*Work instructions*: Look through the entries below for the string "recent", and copy each line where it is found.
(Records provided Opens)
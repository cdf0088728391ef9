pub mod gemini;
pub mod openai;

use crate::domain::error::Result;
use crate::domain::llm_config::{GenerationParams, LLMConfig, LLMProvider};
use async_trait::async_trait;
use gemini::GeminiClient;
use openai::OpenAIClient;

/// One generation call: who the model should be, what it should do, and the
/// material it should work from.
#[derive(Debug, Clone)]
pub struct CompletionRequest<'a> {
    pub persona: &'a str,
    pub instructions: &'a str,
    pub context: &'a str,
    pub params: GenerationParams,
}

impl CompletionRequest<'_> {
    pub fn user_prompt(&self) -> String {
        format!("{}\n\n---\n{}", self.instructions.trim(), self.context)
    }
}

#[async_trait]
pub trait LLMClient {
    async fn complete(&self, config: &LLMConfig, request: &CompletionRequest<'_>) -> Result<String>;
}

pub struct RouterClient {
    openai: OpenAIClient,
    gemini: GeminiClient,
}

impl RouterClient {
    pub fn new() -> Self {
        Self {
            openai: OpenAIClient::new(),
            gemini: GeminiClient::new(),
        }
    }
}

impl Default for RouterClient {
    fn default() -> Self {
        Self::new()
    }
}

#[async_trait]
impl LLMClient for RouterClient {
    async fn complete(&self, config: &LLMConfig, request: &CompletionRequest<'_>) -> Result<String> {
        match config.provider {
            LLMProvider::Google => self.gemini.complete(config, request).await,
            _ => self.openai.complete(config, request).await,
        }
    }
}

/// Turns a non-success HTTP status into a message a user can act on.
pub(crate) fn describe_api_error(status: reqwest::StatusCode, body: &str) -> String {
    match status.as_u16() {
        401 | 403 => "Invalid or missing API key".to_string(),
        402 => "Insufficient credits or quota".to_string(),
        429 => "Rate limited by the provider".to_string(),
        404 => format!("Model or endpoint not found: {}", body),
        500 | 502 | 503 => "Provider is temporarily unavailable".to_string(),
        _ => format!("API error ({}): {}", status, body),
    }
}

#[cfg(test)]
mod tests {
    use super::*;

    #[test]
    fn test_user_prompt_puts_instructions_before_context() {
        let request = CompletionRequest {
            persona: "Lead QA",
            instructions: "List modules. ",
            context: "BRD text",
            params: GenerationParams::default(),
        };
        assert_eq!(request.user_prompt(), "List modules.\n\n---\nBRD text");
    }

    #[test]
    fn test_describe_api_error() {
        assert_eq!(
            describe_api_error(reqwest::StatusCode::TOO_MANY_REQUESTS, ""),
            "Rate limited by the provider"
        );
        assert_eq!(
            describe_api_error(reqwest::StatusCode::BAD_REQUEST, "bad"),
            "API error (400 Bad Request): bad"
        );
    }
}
(Records provided Closes)
(Records provided Opens)
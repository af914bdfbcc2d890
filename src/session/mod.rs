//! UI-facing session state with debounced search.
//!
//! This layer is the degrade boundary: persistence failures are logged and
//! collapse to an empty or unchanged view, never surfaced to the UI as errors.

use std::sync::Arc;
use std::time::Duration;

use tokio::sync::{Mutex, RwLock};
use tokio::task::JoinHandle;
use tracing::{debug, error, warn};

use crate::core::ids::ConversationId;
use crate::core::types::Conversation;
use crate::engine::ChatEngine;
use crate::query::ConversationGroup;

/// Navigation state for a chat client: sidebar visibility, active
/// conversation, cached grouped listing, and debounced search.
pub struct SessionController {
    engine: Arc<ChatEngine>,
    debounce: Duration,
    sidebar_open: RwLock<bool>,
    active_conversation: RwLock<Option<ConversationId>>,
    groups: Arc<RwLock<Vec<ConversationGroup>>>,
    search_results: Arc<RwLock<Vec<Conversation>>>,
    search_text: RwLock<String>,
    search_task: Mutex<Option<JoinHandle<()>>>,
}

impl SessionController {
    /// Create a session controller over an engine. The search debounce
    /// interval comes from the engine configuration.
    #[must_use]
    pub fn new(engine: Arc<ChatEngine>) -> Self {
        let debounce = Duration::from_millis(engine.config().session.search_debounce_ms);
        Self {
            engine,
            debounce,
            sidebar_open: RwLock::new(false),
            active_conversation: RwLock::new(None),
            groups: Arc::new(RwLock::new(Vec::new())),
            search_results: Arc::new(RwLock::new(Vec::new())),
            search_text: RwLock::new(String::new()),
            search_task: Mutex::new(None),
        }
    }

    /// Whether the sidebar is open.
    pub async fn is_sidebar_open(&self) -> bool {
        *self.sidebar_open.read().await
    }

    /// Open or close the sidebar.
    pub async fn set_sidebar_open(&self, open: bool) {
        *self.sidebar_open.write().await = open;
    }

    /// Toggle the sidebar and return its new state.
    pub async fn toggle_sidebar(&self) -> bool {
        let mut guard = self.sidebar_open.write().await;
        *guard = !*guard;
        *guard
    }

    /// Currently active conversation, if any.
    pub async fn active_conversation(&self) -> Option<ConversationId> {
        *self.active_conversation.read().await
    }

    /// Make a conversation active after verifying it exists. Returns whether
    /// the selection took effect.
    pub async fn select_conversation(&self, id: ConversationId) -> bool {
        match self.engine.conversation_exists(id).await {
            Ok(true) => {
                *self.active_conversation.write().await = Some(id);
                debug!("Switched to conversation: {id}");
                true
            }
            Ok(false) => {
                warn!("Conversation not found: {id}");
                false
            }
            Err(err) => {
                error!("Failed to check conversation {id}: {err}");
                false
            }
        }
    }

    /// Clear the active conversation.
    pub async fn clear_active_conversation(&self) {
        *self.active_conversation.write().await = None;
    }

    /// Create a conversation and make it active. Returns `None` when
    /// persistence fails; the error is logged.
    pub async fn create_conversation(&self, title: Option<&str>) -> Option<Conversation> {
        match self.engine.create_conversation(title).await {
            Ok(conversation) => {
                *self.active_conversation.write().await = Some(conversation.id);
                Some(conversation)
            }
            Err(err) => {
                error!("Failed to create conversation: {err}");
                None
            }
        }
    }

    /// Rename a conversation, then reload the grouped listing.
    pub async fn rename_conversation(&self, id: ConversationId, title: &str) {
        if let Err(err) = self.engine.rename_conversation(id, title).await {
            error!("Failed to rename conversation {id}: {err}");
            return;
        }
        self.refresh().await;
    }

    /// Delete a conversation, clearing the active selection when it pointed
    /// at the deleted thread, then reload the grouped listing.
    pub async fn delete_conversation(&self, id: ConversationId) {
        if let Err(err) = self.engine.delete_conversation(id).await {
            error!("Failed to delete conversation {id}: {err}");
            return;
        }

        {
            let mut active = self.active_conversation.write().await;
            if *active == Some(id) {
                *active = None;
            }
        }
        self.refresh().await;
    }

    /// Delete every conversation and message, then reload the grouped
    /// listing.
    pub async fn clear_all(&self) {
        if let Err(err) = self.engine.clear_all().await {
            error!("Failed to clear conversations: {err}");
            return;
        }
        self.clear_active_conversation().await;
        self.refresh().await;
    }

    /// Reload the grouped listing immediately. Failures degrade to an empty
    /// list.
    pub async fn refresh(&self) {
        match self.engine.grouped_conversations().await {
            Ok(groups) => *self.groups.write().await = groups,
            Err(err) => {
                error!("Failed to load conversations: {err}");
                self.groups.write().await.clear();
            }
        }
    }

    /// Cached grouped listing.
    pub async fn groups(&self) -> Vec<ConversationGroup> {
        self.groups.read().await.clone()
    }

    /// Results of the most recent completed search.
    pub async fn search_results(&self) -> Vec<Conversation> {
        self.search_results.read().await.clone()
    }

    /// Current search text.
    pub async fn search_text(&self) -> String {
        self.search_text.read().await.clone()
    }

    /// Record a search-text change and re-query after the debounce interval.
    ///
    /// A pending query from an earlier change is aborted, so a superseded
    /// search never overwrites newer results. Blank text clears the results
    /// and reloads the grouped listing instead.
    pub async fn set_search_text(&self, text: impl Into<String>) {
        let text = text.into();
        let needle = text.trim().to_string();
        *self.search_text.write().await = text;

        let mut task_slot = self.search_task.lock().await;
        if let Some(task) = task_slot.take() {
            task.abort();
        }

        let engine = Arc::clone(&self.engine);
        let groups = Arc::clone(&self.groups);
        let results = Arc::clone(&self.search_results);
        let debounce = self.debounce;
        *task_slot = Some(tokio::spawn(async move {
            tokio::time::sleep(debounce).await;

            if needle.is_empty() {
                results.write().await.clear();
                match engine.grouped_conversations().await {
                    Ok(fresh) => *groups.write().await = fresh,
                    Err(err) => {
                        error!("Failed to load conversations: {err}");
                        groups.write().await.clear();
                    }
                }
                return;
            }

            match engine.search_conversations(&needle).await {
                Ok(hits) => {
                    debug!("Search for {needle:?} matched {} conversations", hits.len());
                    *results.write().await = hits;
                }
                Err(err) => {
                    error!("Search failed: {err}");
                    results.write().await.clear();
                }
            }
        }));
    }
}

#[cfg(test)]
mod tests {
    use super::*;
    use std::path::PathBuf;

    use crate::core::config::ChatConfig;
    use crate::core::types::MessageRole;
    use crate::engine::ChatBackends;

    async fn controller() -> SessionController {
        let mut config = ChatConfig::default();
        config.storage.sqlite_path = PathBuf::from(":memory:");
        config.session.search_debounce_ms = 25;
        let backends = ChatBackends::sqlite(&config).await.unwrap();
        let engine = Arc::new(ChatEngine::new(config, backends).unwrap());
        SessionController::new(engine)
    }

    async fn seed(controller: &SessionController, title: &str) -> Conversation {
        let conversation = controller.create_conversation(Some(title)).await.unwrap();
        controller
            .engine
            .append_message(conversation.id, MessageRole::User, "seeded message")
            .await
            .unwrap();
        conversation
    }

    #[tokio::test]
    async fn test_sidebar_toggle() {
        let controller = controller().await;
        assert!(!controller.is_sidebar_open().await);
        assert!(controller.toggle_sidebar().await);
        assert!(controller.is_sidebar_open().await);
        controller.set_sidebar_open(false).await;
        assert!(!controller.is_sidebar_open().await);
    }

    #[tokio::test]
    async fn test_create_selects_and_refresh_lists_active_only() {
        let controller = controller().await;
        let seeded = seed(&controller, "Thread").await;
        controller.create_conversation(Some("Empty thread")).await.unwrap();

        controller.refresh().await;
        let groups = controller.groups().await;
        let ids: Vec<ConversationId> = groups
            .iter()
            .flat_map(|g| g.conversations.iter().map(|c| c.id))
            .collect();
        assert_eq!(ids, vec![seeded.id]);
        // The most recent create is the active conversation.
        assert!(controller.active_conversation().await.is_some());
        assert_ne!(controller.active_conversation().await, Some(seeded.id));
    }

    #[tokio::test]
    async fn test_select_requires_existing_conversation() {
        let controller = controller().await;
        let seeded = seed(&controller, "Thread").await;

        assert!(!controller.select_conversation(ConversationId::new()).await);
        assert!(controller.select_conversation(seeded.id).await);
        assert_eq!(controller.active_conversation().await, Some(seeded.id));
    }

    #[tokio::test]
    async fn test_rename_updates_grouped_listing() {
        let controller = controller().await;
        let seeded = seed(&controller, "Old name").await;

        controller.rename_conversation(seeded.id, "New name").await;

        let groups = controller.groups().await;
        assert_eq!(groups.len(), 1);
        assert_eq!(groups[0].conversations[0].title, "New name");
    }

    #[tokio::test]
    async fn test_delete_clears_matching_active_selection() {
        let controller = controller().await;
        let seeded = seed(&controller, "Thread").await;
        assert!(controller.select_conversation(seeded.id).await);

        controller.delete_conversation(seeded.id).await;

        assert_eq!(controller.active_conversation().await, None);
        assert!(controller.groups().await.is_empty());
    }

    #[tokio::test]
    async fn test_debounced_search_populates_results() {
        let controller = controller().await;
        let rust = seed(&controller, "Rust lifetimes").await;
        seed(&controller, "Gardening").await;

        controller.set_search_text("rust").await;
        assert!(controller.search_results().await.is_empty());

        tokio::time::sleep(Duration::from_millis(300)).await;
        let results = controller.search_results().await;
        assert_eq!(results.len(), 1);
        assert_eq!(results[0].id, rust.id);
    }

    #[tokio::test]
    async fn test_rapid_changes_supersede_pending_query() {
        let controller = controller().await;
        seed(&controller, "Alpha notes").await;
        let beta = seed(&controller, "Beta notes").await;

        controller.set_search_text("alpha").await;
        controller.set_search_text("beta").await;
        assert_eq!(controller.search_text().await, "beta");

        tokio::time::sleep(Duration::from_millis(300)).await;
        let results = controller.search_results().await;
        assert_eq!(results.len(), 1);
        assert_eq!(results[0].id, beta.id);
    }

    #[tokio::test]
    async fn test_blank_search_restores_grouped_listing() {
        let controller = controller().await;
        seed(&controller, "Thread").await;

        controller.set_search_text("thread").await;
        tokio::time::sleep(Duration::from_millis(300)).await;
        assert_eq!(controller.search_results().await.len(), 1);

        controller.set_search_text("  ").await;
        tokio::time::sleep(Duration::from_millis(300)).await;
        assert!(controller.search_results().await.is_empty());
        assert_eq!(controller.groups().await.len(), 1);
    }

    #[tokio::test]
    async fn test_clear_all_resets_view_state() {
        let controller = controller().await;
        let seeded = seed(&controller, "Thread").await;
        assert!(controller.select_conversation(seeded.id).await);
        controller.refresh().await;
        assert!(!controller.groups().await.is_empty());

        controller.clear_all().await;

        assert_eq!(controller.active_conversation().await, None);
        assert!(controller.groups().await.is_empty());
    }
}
(Records provided Closes)
*Response to the exercise*:
    /// Results of the most recent completed search.
        // The most recent create is the active conversation.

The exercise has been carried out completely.